Sweet Combinations
The term “synergy” describes a state where the combination of individual parts becomes more advantageous than each of the parts considered separately. This article delves into sweetener synergies and describes why certain sweetener combinations deliver a taste or functionality impact beyond that which is achieved through the use of a single sweetener.
This story appeared previously in Prepared Foods magazine.
The term “synergy” describes a state where the combination of individual parts becomes more advantageous than each of the parts considered separately. This article delves into sweetener synergies and describes why certain sweetener combinations deliver a taste or functionality impact beyond that which is achieved through the use of a single sweetener. Sweeteners are blended not only for flavor adjustment or functionality, but also for economic or dietary considerations. Much of the blending can be attributed to the rising incidences of obesity and diabetes, which has product developers who work in all facets of the food and beverage industry searching for the optimal sugar replacer. Yet, obstacles arise when formulators are faced with such a challenge, as sugar has functional properties beyond its ability to sweeten. For instance, formulators must also consider issues related to texture and flavor balance, as well as how they might replace the bulk that has been removed from the formula.
It is the complex nature of the formulation that dictates the choice of sweetener, regardless of the reason for blending multiple ingredients. Substituting one sweetener for another simply is not practical in the vast majority of cases, which is why it is important to have some knowledge of an individual sweetener’s contribution before focusing on the potential merits of a mixture.
Polyols, or sugar alcohols, are derived from carbohydrates whose reducing sugar has been reduced to a hydroxyl group (an alcohol group). Polyols are versatile ingredients, many of which can be used at levels comparable to sugar. Certain polyols are highly hygroscopic, which enables them to function as humectants. Polyols have reduced caloric levels, reduced insulin response and are non-cariogenic. Xylitol, mannitol and sorbitol have a high negative heat of solution and, therefore, deliver a cooling effect. Polyols do not have a reactive carbonyl group and thus do not contribute to Maillard browning.
High-intensity sweeteners (HIS) are used at very low concentrations due to their sweetening power. The category of HIS includes saccharin, acesulfame-K, aspartame, neotame, cyclamates, sucralose and alitame. Properties and stability of each sweetener vary according to formulation, process and storage conditions.
Acquired knowledge of sweetener interactions gives formulators an excellent basis for identifying the optimal blend for a product, says Sälzer. For example, when used on its own, aspartame delivers a long-lasting sweetness and lingering sweet aftertaste. Sucralose has even more pronounced characteristics. However, a mixture of acesulfame-K and aspartame offers a very sugar-like sweetness profile in an orange-flavored soft drink, depending on the use/blend ratio. A blend of acesulfame-K and sucralose is preferable in hot beverages such as tea or coffee, because it offers better sweetness stability at a neutral pH value and hot temperature compared to aspartame when used on its own.

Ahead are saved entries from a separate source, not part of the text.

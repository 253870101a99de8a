//! Individual pipeline steps
//!
//! Each step opens its own check in the plugin's report section and reports
//! the collaborator message verbatim when it fails.

use sdk::control_plane::ControlPlane;
use sdk::errors::{InstallerError, InstallerErrorExt, Result};
use sdk::plugin::PluginImplementation;
use sdk::release::{ArtifactFetcher, ReleaseIndex};
use sdk::remote::{HostConnector, RemoteSession};
use sdk::report::{Check, Section};
use sdk::types::{Artifact, CatalogEntry, ResolvedRelease, SshEndpoint};
use tracing::{info, warn};

use super::summary::{MountAction, PluginOutcome, RegistrationAction};

/// Server settings read by the preflight step
#[derive(Debug, Clone, PartialEq, Eq)]
pub struct Preflight {
    pub plugin_directory: String,
    pub mlock_enabled: bool,
}

fn fail<T>(check: &dyn Check, error: InstallerError) -> Result<T> {
    check.error(&error.to_string());
    Err(error)
}

pub async fn preflight(control_plane: &dyn ControlPlane, section: &dyn Section) -> Result<Preflight> {
    let check = section.add_check("Preflight");
    check.update_status("Reading server configuration");

    let server = match control_plane.read_config().await {
        Ok(server) => server,
        Err(e) => return fail(check.as_ref(), e),
    };
    let Some(plugin_directory) = server.plugin_directory else {
        return fail(check.as_ref(), InstallerError::DirectoryNotConfigured);
    };
    let mlock_disabled = match control_plane.is_memory_lock_disabled().await {
        Ok(disabled) => disabled,
        Err(e) => return fail(check.as_ref(), e),
    };

    check.success(&format!(
        "plugin directory {}, memory lock {}",
        plugin_directory,
        if mlock_disabled { "disabled" } else { "enabled" }
    ));
    Ok(Preflight {
        plugin_directory,
        mlock_enabled: !mlock_disabled,
    })
}

pub async fn download(
    implementation: &dyn PluginImplementation,
    releases: &dyn ReleaseIndex,
    fetcher: &dyn ArtifactFetcher,
    version: &str,
    build_arch: Option<&str>,
    section: &dyn Section,
) -> Result<(ResolvedRelease, Artifact)> {
    let check = section.add_check("Download");
    check.update_status("Resolving release");

    let release = match implementation
        .resolve_download_url(releases, version, build_arch)
        .await
    {
        Ok(release) => release,
        Err(e) => return fail(check.as_ref(), e),
    };

    check.update_status(&format!("Downloading {}", release.url));
    let artifact = match fetcher.download_and_verify(&release.url).await {
        Ok(artifact) => artifact,
        Err(e) => return fail(check.as_ref(), e),
    };

    info!("Verified {} ({})", release.version, artifact.digest);
    check.success(&format!("{} verified, sha256 {}", release.version, artifact.digest));
    Ok((release, artifact))
}

/// Push the binary to every endpoint, in declaration order
///
/// Sessions are kept in an ordered list and all of them are closed before
/// returning, whether the step succeeded or not. The first fatal error stops
/// the loop, so later endpoints are never contacted.
pub async fn deploy(
    connector: &dyn HostConnector,
    endpoints: &[SshEndpoint],
    preflight: &Preflight,
    file_name: &str,
    artifact: &Artifact,
    section: &dyn Section,
    outcome: &mut PluginOutcome,
) -> Result<()> {
    if endpoints.is_empty() {
        let check = section.add_check("Deploy");
        info!("No SSH endpoints configured, skipping deploy");
        check.success("no SSH endpoints configured, deploy skipped");
        return Ok(());
    }

    let path = format!(
        "{}/{}",
        preflight.plugin_directory.trim_end_matches('/'),
        file_name
    );

    let mut sessions: Vec<Box<dyn RemoteSession>> = Vec::with_capacity(endpoints.len());
    let result = deploy_to_hosts(
        connector,
        endpoints,
        &path,
        artifact,
        preflight.mlock_enabled,
        section,
        outcome,
        &mut sessions,
    )
    .await;

    for session in sessions {
        let name = session.describe();
        if let Err(e) = session.close().await {
            warn!("Failed to close session to {}: {}", name, e);
        }
    }

    result
}

#[allow(clippy::too_many_arguments)]
async fn deploy_to_hosts(
    connector: &dyn HostConnector,
    endpoints: &[SshEndpoint],
    path: &str,
    artifact: &Artifact,
    mlock_enabled: bool,
    section: &dyn Section,
    outcome: &mut PluginOutcome,
    sessions: &mut Vec<Box<dyn RemoteSession>>,
) -> Result<()> {
    for endpoint in endpoints {
        let check = section.add_check(&format!("Deploy to {}", endpoint));
        check.update_status("Connecting");

        let mut session = match connector.connect(endpoint).await {
            Ok(session) => session,
            Err(e) => return fail(check.as_ref(), e),
        };
        let result = deploy_one(session.as_mut(), path, artifact, mlock_enabled, check.as_ref()).await;
        sessions.push(session);

        match result {
            Ok(warnings) => {
                if warnings.is_empty() {
                    check.success(&format!("wrote {}", path));
                }
                outcome
                    .warnings
                    .extend(warnings.into_iter().map(|w| format!("{}: {}", endpoint, w)));
                outcome.hosts_deployed += 1;
            }
            Err(e) => return fail(check.as_ref(), e),
        }
    }
    Ok(())
}

/// Returns the warnings raised on this host
async fn deploy_one(
    session: &mut dyn RemoteSession,
    path: &str,
    artifact: &Artifact,
    mlock_enabled: bool,
    check: &dyn Check,
) -> Result<Vec<String>> {
    let mut warnings = Vec::new();

    check.update_status(&format!("Writing {}", path));
    match session.write_file(path, &artifact.binary).await {
        Ok(()) => {}
        Err(e) if e.is_recoverable() => {
            warn!("{}: {}", session.describe(), e);
            check.warning(&format!("{} ({})", e, e.user_hint()));
            warnings.push(e.to_string());
        }
        Err(e) => return Err(e),
    }

    if mlock_enabled {
        check.update_status("Checking memory lock capability");
        let granted = match session.has_memory_lock(path).await {
            Ok(true) => Ok(()),
            Ok(false) => session.grant_memory_lock(path).await,
            Err(e) => Err(e),
        };
        if let Err(e) = granted {
            warn!("{}: memory lock: {}", session.describe(), e);
            check.warning(&format!("memory lock capability: {}", e));
            warnings.push(format!("memory lock capability: {}", e));
        }
    }

    Ok(warnings)
}

pub async fn enable(
    control_plane: &dyn ControlPlane,
    name: &str,
    command: &str,
    digest: &str,
    section: &dyn Section,
) -> Result<RegistrationAction> {
    let check = section.add_check("Enable in catalog");
    let desired = CatalogEntry::new(name, command, digest);

    let action = match control_plane.get_catalog_entry(name).await {
        Ok(existing) if existing.matches(&desired) => Ok(RegistrationAction::Unchanged),
        Ok(_) => register_and_reload(control_plane, &desired).await,
        Err(InstallerError::NotFound(_)) => control_plane
            .register_plugin(&desired)
            .await
            .map(|_| RegistrationAction::Registered),
        Err(e) => Err(e),
    };

    match action {
        Ok(action) => {
            let message = match action {
                RegistrationAction::Registered => "registered",
                RegistrationAction::Unchanged => "already registered",
                RegistrationAction::Updated => "registered new binary and reloaded",
            };
            info!("{} {}", name, message);
            check.success(message);
            Ok(action)
        }
        Err(e) => fail(check.as_ref(), e),
    }
}

async fn register_and_reload(
    control_plane: &dyn ControlPlane,
    entry: &CatalogEntry,
) -> Result<RegistrationAction> {
    control_plane.register_plugin(entry).await?;
    control_plane.reload_plugin(&entry.name).await?;
    Ok(RegistrationAction::Updated)
}

pub async fn mount(
    control_plane: &dyn ControlPlane,
    mount_path: &str,
    backend_type: &str,
    section: &dyn Section,
) -> Result<MountAction> {
    let check = section.add_check("Mount");

    let action = match control_plane.mount_backend_type(mount_path).await {
        Ok(existing) if existing == backend_type => Ok(MountAction::Unchanged),
        Ok(existing) => Err(InstallerError::MountPathInUse {
            path: mount_path.to_string(),
            existing,
        }),
        Err(InstallerError::PluginNotMounted(_)) => control_plane
            .mount(mount_path, backend_type)
            .await
            .map(|_| MountAction::Mounted),
        Err(e) => Err(e),
    };

    match action {
        Ok(MountAction::Mounted) => {
            info!("Mounted {} at {}", backend_type, mount_path);
            check.success(&format!("mounted at {}", mount_path));
            Ok(MountAction::Mounted)
        }
        Ok(MountAction::Unchanged) => {
            check.success(&format!("already mounted at {}", mount_path));
            Ok(MountAction::Unchanged)
        }
        Err(e) => fail(check.as_ref(), e),
    }
}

Sweetener combinations often impact the flavor profile of a substrate. “As our flavor/sweetener interaction studies have shown, certain sweetener combinations may highlight some flavors or special flavor notes,” explains Sälzer. “For example, combinations of acesulfame-K and aspartame (30:70) support the fruitiness of strawberry very well, while in orange flavor, the three-way blends of acesulfame-K/aspartame/sucralose or acesulfame-K/aspartame/cyclamate support the fruitiness best.”
Sälzer also describes shelflife as another functional benefit associated with certain sweetener blends. For example, shelflife can be extended by using a blend of acesulfame-K and aspartame versus using only aspartame. It is the “quantitative synergy” of this blend that compensates the sweetness loss caused by the degradation of aspartame during storage; therefore, if the shelflife of an aspartame-sweetened beverage is limited by the sweet taste at approximately three to six months, a blend of acesulfame-K and aspartame (30:70) will extend the shelflife to around nine months. Sälzer defines quantitative synergy as an increase in potency of the blend compared to that achieved by individual sweeteners. Qualitative synergy means that the taste profile of a blend matches sugar more closely than that achieved by a single sweetener.

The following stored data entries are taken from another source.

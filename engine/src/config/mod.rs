//! Configuration resolution
//!
//! The installer is driven by one TOML document:
//!
//! ```toml
//! [target]
//! address = "https://vault.internal:8200"
//! token = '${env("VAULT_TOKEN")}'
//!
//! [[target.ssh]]
//! host = "10.0.0.5"
//! user = "vault"
//! secret = "~/.ssh/vault_deploy"
//!
//! [[plugin]]
//! type = "pki-backend"
//! mount_path = "pki"
//! version = "v0.9.0"
//!
//! [plugin.config]
//! # plugin specific body
//! ```
//!
//! # Two stages
//!
//! Values may contain `${env("NAME")}` and `${secret("path", "field")}`.
//! `secret()` reads from the very control plane being configured, so the
//! document is decoded twice:
//!
//! 1. [`ConfigResolver::bootstrap`] decodes only `target.address` and
//!    `target.token`, with `env()` available.
//! 2. The caller builds a client from those values and hands it to
//!    [`ConfigResolver::bind_control_plane`].
//! 3. [`ConfigResolver::get_config`] decodes everything, dispatching each
//!    `[plugin.config]` body to the implementation the registry builds for
//!    its type.
//!
//! # Examples
//!
//! ```no_run
//! use std::sync::Arc;
//! use vplug_engine::config::{self, ConfigResolver};
//! use vplug_engine::control_plane::HttpControlPlane;
//! use vplug_engine::registry::PluginRegistry;
//!
//! # async fn run() -> Result<(), Box<dyn std::error::Error>> {
//! let registry = PluginRegistry::builtin();
//! let text = config::read_document(&config::default_config_path()?)?;
//! let mut resolver = ConfigResolver::from_str(&text, &registry)?;
//!
//! let target = resolver.bootstrap().await?;
//! let client = HttpControlPlane::new(&target.address, target.token, target.tls_skip_verify)?;
//! resolver.bind_control_plane(Arc::new(client));
//!
//! let config = resolver.get_config().await?;
//! println!("{} plugin(s)", config.plugins.len());
//! # Ok(())
//! # }
//! ```

use sdk::control_plane::ControlPlane;
use sdk::errors::{InstallerError, Result};
use sdk::expr::ExprContext;
use sdk::plugin::PluginImplementation;
use sdk::secret::SecretString;
use sdk::types::SshEndpoint;
use serde::Deserialize;
use std::collections::HashSet;
use std::fmt;
use std::fs;
use std::path::{Path, PathBuf};
use std::sync::Arc;
use tracing::{debug, info};

use crate::registry::PluginRegistry;

/// Values decoded by the first stage
#[derive(Debug, Clone, Deserialize)]
pub struct BootstrapTarget {
    pub address: String,
    pub token: SecretString,
    #[serde(default)]
    pub tls_skip_verify: bool,
}

#[derive(Deserialize)]
struct BootstrapDocument {
    target: BootstrapTarget,
}

/// Control plane being configured, with the hosts it runs on
#[derive(Debug, Clone, PartialEq, Eq, Deserialize)]
#[serde(deny_unknown_fields)]
pub struct ControlPlaneTarget {
    pub address: String,
    pub token: SecretString,
    #[serde(default)]
    pub tls_skip_verify: bool,
    #[serde(default)]
    pub ssh: Vec<SshEndpoint>,
}

#[derive(Debug, Deserialize)]
#[serde(deny_unknown_fields)]
struct PluginHeader {
    #[serde(rename = "type", default)]
    type_name: String,
    #[serde(default)]
    mount_path: String,
    #[serde(default)]
    version: String,
    build_arch: Option<String>,
}

#[derive(Debug, Deserialize)]
#[serde(deny_unknown_fields)]
struct Document {
    target: ControlPlaneTarget,
    #[serde(default)]
    plugin: Vec<PluginHeader>,
}

/// One declared plugin with its parsed and validated implementation
pub struct PluginSpec {
    pub type_name: String,
    pub mount_path: String,
    /// Release tag; empty selects the latest release
    pub version: String,
    pub build_arch: Option<String>,
    pub implementation: Box<dyn PluginImplementation>,
}

impl fmt::Debug for PluginSpec {
    fn fmt(&self, f: &mut fmt::Formatter<'_>) -> fmt::Result {
        f.debug_struct("PluginSpec")
            .field("type_name", &self.type_name)
            .field("mount_path", &self.mount_path)
            .field("version", &self.version)
            .field("build_arch", &self.build_arch)
            .finish()
    }
}

impl PluginSpec {
    /// Version for display, `latest` when unpinned
    pub fn version_label(&self) -> &str {
        if self.version.is_empty() {
            "latest"
        } else {
            &self.version
        }
    }
}

/// Fully validated configuration
#[derive(Debug)]
pub struct Configuration {
    pub target: ControlPlaneTarget,
    pub plugins: Vec<PluginSpec>,
}

/// Two-stage decoder of the configuration document
pub struct ConfigResolver<'r> {
    document: toml::Table,
    registry: &'r PluginRegistry,
    ctx: ExprContext,
}

impl<'r> ConfigResolver<'r> {
    /// Parse the document text; nothing is evaluated yet
    pub fn from_str(text: &str, registry: &'r PluginRegistry) -> Result<Self> {
        let document: toml::Table = text
            .parse()
            .map_err(|e: toml::de::Error| InstallerError::MalformedConfig(e.message().to_string()))?;

        Ok(Self {
            document,
            registry,
            ctx: ExprContext::new(),
        })
    }

    /// Stage one: decode the control-plane address and token
    ///
    /// Only `env()` is available here.
    pub async fn bootstrap(&self) -> Result<BootstrapTarget> {
        let target = self
            .document
            .get("target")
            .and_then(toml::Value::as_table)
            .ok_or_else(|| InstallerError::MalformedConfig("missing [target] table".to_string()))?;

        let mut subset = toml::Table::new();
        for key in ["address", "token", "tls_skip_verify"] {
            if let Some(value) = target.get(key) {
                subset.insert(key.to_string(), value.clone());
            }
        }
        let mut wrapper = toml::Table::new();
        wrapper.insert("target".to_string(), toml::Value::Table(subset));

        let evaluated = ExprContext::new()
            .evaluate_value(toml::Value::Table(wrapper))
            .await?;
        let decoded: BootstrapDocument = evaluated
            .try_into()
            .map_err(|e: toml::de::Error| InstallerError::MalformedConfig(e.message().to_string()))?;

        let target = decoded.target;
        require("target.address", &target.address)?;
        if target.token.is_blank() {
            return Err(InstallerError::BlankField("target.token".to_string()));
        }
        debug!("Bootstrap target: {}", target.address);
        Ok(target)
    }

    /// Make `secret()` available for the second stage
    pub fn bind_control_plane(&mut self, control_plane: Arc<dyn ControlPlane>) {
        self.ctx.bind_control_plane(control_plane);
    }

    /// Stage two: decode and validate the whole document
    ///
    /// Returns a complete configuration or the first error; never a partial one.
    pub async fn get_config(&self) -> Result<Configuration> {
        let mut document = self.document.clone();
        let bodies = take_plugin_bodies(&mut document)?;

        let evaluated = self.ctx.evaluate_value(toml::Value::Table(document)).await?;
        let decoded: Document = evaluated
            .try_into()
            .map_err(|e: toml::de::Error| InstallerError::MalformedConfig(e.message().to_string()))?;

        let target = validate_target(decoded.target)?;

        if decoded.plugin.is_empty() {
            return Err(InstallerError::InvalidConfig(
                "at least one [[plugin]] must be declared".to_string(),
            ));
        }

        let mut mounts = HashSet::new();
        let mut plugins = Vec::with_capacity(decoded.plugin.len());
        for (header, body) in decoded.plugin.into_iter().zip(bodies) {
            let spec = self.resolve_plugin(header, body).await?;
            if !mounts.insert(spec.mount_path.clone()) {
                return Err(InstallerError::InvalidConfig(format!(
                    "mount path '{}' is declared twice",
                    spec.mount_path
                )));
            }
            plugins.push(spec);
        }

        info!(
            "Resolved configuration: {} plugin(s), {} SSH endpoint(s)",
            plugins.len(),
            target.ssh.len()
        );
        Ok(Configuration { target, plugins })
    }

    async fn resolve_plugin(&self, header: PluginHeader, body: toml::Value) -> Result<PluginSpec> {
        require("plugin.type", &header.type_name)?;
        let mount_path = header.mount_path.trim().trim_matches('/').to_string();
        require("plugin.mount_path", &mount_path)?;
        validate_version(&header.version)?;

        let mut implementation = self.registry.lookup(&header.type_name).map_err(|_| {
            InstallerError::PluginTypeUnknown {
                type_name: header.type_name.clone(),
                supported: self.registry.supported_types().join(", "),
            }
        })?;

        implementation.parse(body, &self.ctx).await?;
        implementation.validate()?;
        debug!("Parsed {} at {}", header.type_name, mount_path);

        Ok(PluginSpec {
            type_name: header.type_name,
            mount_path,
            version: header.version.trim().to_string(),
            build_arch: header
                .build_arch
                .map(|a| a.trim().to_string())
                .filter(|a| !a.is_empty()),
            implementation,
        })
    }
}

/// Remove each `[plugin.config]` body so the resolver never evaluates it
fn take_plugin_bodies(document: &mut toml::Table) -> Result<Vec<toml::Value>> {
    let Some(plugins) = document.get_mut("plugin") else {
        return Ok(Vec::new());
    };
    let plugins = plugins.as_array_mut().ok_or_else(|| {
        InstallerError::MalformedConfig("'plugin' must be an array of tables".to_string())
    })?;

    plugins
        .iter_mut()
        .map(|plugin| {
            let table = plugin.as_table_mut().ok_or_else(|| {
                InstallerError::MalformedConfig("'plugin' entries must be tables".to_string())
            })?;
            Ok(table
                .remove("config")
                .unwrap_or_else(|| toml::Value::Table(toml::Table::new())))
        })
        .collect()
}

fn validate_target(mut target: ControlPlaneTarget) -> Result<ControlPlaneTarget> {
    require("target.address", &target.address)?;
    if target.token.is_blank() {
        return Err(InstallerError::BlankField("target.token".to_string()));
    }

    for (index, endpoint) in target.ssh.iter_mut().enumerate() {
        require(&format!("target.ssh[{}].host", index), &endpoint.host)?;
        require(&format!("target.ssh[{}].user", index), &endpoint.user)?;
        if endpoint.secret.is_blank() {
            return Err(InstallerError::BlankField(format!(
                "target.ssh[{}].secret",
                index
            )));
        }
        if endpoint.port == 0 {
            return Err(InstallerError::InvalidConfig(format!(
                "target.ssh[{}].port must be non-zero",
                index
            )));
        }
        let key = expand_path(Path::new(endpoint.secret.unsecure()))?;
        endpoint.secret = SecretString::new(key.to_string_lossy());
    }

    Ok(target)
}

/// Accept `vX.Y.Z`, `X.Y.Z` or empty
fn validate_version(version: &str) -> Result<()> {
    let version = version.trim();
    if version.is_empty() {
        return Ok(());
    }
    let bare = version.strip_prefix('v').unwrap_or(version);
    semver::Version::parse(bare).map_err(|e| {
        InstallerError::InvalidConfig(format!("invalid plugin version '{}': {}", version, e))
    })?;
    Ok(())
}

fn require(field: &str, value: &str) -> Result<()> {
    if value.trim().is_empty() {
        return Err(InstallerError::BlankField(field.to_string()));
    }
    Ok(())
}

/// Default location of the configuration document (`~/.vplug/config.toml`)
pub fn default_config_path() -> Result<PathBuf> {
    let home = dirs::home_dir().ok_or_else(|| {
        InstallerError::InvalidConfig("Could not determine home directory".to_string())
    })?;
    Ok(home.join(".vplug").join("config.toml"))
}

/// Read the document at `path`
pub fn read_document(path: &Path) -> Result<String> {
    fs::read_to_string(path).map_err(|e| {
        InstallerError::MalformedConfig(format!("Failed to read {}: {}", path.display(), e))
    })
}

/// Expand a leading `~` to the user's home directory
pub fn expand_path(path: &Path) -> Result<PathBuf> {
    let path_str = path
        .to_str()
        .ok_or_else(|| InstallerError::InvalidConfig("Invalid UTF-8 in path".to_string()))?;

    if let Some(rest) = path_str.strip_prefix("~/") {
        let home = dirs::home_dir().ok_or_else(|| {
            InstallerError::InvalidConfig("Could not determine home directory".to_string())
        })?;
        Ok(home.join(rest))
    } else if path_str == "~" {
        dirs::home_dir().ok_or_else(|| {
            InstallerError::InvalidConfig("Could not determine home directory".to_string())
        })
    } else {
        Ok(path.to_path_buf())
    }
}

Sweeteners are frequently blended to achieve multiple functional properties. For instance, combinations of polyols and HIS in chewing gum achieve functional attributes associated with product positioning such as no-sugar or reduced-sugar, long-lasting flavor and enhanced fruity or cool mint flavor, notes Beth Warren, director of marketing for a leading food ingredient distributor.
Most studies have shown that combinations of HIS exhibit superior flavor properties than any one HIS used on its own, adds Warren. Nutritive sweeteners are blended with one another for economic, flavor and functional reasons, as are nutritive and non-nutritive sweeteners. For instance, HFCS or sucrose is used with aspartame and acesulfame-K in reduced-calorie beverages. Aspartame and fructose improve the flavor impact of the fruit profile in products such as yogurt.

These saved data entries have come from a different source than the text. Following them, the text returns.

//! vplug engine library
//!
//! Configuration resolution, the plugin registry, the task pipeline and the
//! concrete collaborator adapters. Used by the `vplug` binary and by the
//! integration tests.

/// Configuration resolution
pub mod config;

/// Plugin registry
pub mod registry;

/// Error normalization for collaborator signals
pub mod normalizer;

/// HTTP control-plane client
pub mod control_plane;

/// OpenSSH remote host connector
pub mod ssh;

/// Task pipeline
pub mod pipeline;

/// Console reporting sink
pub mod report;

/// Telemetry and Observability
pub mod telemetry;

/// CLI interface module
pub mod cli;

/// Command handlers module
pub mod handlers;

When it comes to formulating a sweet taste, scientists continually strive to meet the ultimate goal-blending ingredients in such a way as to precisely imitate the profile of sugar. “Sugar’s taste is the benchmark flavor of a sweetener, hence the products touting ‘tastes like real sugar,’” says Bustos. “Formulators use sweeteners’ synergistic effects to mimic the taste of sugar. Sweeteners such as maltitol, lactitol, erythritol, maltodextrin and tagatose are just some ingredients used to obtain the benchmark.”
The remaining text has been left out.